1. Seattle’s run defense is this team’s weathervane.

Yes, the secondary gets most of the attention. First, there was the catchy nickname as the “Legion of Boom.” Then, it was the injuries to safety Kam Chancellor and cornerback Richard Sherman. Now, it’s for a certain All-Pro’s post-game solicitation of employment opportunities from Sunday’s opponent. But for all the time we spend talking about the defensive backs, Seattle’s run defense is what has decided things for Seattle this season. When Seattle falters in that regard, the results are ugly whether it was a Week 3 loss in Tennessee or the Week 15 reckoning against the Rams. But it’s also been the story of Seattle’s victories whether it was squeezing off the Eagles offense back at the beginning of December or what happened in Dallas as Seattle gradually cramped down on Ezekiel Elliott. Elliott rushed for 51 yards in the first quarter, that came on 11 carries. He didn’t have a single explosive run in the game, and his production waned, dropping to 22 yards rushing in the second quarter, 17 in the third and 9 in the fourth.

2. The offense has been terrible for eight quarters and counting.
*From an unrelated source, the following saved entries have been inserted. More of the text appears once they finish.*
//! Benchmarks for geo crate transforms.

use criterion::{black_box, criterion_group, criterion_main, BenchmarkId, Criterion};
use infraplan_geo::batch::nearest_facility_distances;
use infraplan_geo::{
    bin_points_to_hexagons, haversine_distance, point_in_polygon, Facility, FacilityType,
    GeoPoint, PopulationPoint,
};

fn create_test_points(count: usize) -> Vec<PopulationPoint> {
    (0..count)
        .map(|i| {
            // Spread points over the Bishkek box
            let lat = 42.8 + (i as f64 * 0.0007) % 0.1;
            let lng = 74.5 + (i as f64 * 0.0013) % 0.2;
            PopulationPoint::new(lat, lng, (i % 100) as f64)
        })
        .collect()
}

fn create_test_facilities(count: usize) -> Vec<Facility> {
    (0..count)
        .map(|i| {
            let lat = 42.8 + (i as f64 * 0.013) % 0.1;
            let lng = 74.5 + (i as f64 * 0.017) % 0.2;
            Facility::new(i as i64, format!("School #{i}"), FacilityType::School, lat, lng)
        })
        .collect()
}

fn bench_single_distance(c: &mut Criterion) {
    let ala_too = GeoPoint::new(42.8746, 74.5698);
    let airport = GeoPoint::new(43.0613, 74.4776);

    c.bench_function("haversine_single", |b| {
        b.iter(|| haversine_distance(black_box(&ala_too), black_box(&airport)))
    });
}

fn bench_point_in_polygon(c: &mut Criterion) {
    let ring: Vec<GeoPoint> = (0..64)
        .map(|k| {
            let a = (k as f64 / 64.0) * std::f64::consts::TAU;
            GeoPoint::new(42.85 + 0.05 * a.sin(), 74.6 + 0.05 * a.cos())
        })
        .collect();
    let inside = GeoPoint::new(42.85, 74.6);

    c.bench_function("point_in_polygon_64", |b| {
        b.iter(|| point_in_polygon(black_box(&inside), black_box(&ring)))
    });
}

fn bench_hexbin(c: &mut Criterion) {
    let mut group = c.benchmark_group("hexbin");

    for size in [100, 1000, 10000].iter() {
        let points = create_test_points(*size);
        group.bench_with_input(BenchmarkId::new("rounding", size), size, |b, _| {
            b.iter(|| bin_points_to_hexagons(black_box(&points), black_box(0.01)))
        });

        #[cfg(feature = "h3")]
        group.bench_with_input(BenchmarkId::new("h3_res8", size), size, |b, _| {
            b.iter(|| infraplan_geo::hexbin::bin_points_to_h3(black_box(&points), black_box(8)))
        });
    }

    group.finish();
}

fn bench_nearest_facility(c: &mut Criterion) {
    let mut group = c.benchmark_group("nearest_facility");
    let facilities = create_test_facilities(50);

    for size in [100, 1000, 10000].iter() {
        let points = create_test_points(*size);
        group.bench_with_input(BenchmarkId::new("batch", size), size, |b, _| {
            b.iter(|| nearest_facility_distances(black_box(&points), black_box(&facilities)))
        });
    }

    group.finish();
}

criterion_group!(
    benches,
    bench_single_distance,
    bench_point_in_polygon,
    bench_hexbin,
    bench_nearest_facility
);
criterion_main!(benches);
The Seahawks’ offense has crossed midfield four times in the past two games. Two of those drives never got inside the opponent’s 40-yard line, which means that Seattle’s offense has moved itself into scoring position exactly twice in the past 120 minutes of play. Yet somehow Seattle found a way to go 1-1 in that stretch in spite of the fact that the Seahawks lost more yards in penalties on Sunday (142) than they gained on offense (136). It was fewest yards in net offense that Seattle had in any game since October 2013. Of course, the Seahawks won that game, too, beating the Rams 14-9 in St. Louis on a Monday night, a game in which Seattle finished with 135 yards of net offense.

3. Jimmy Graham is the second-most valuable member of Seattle’s offense.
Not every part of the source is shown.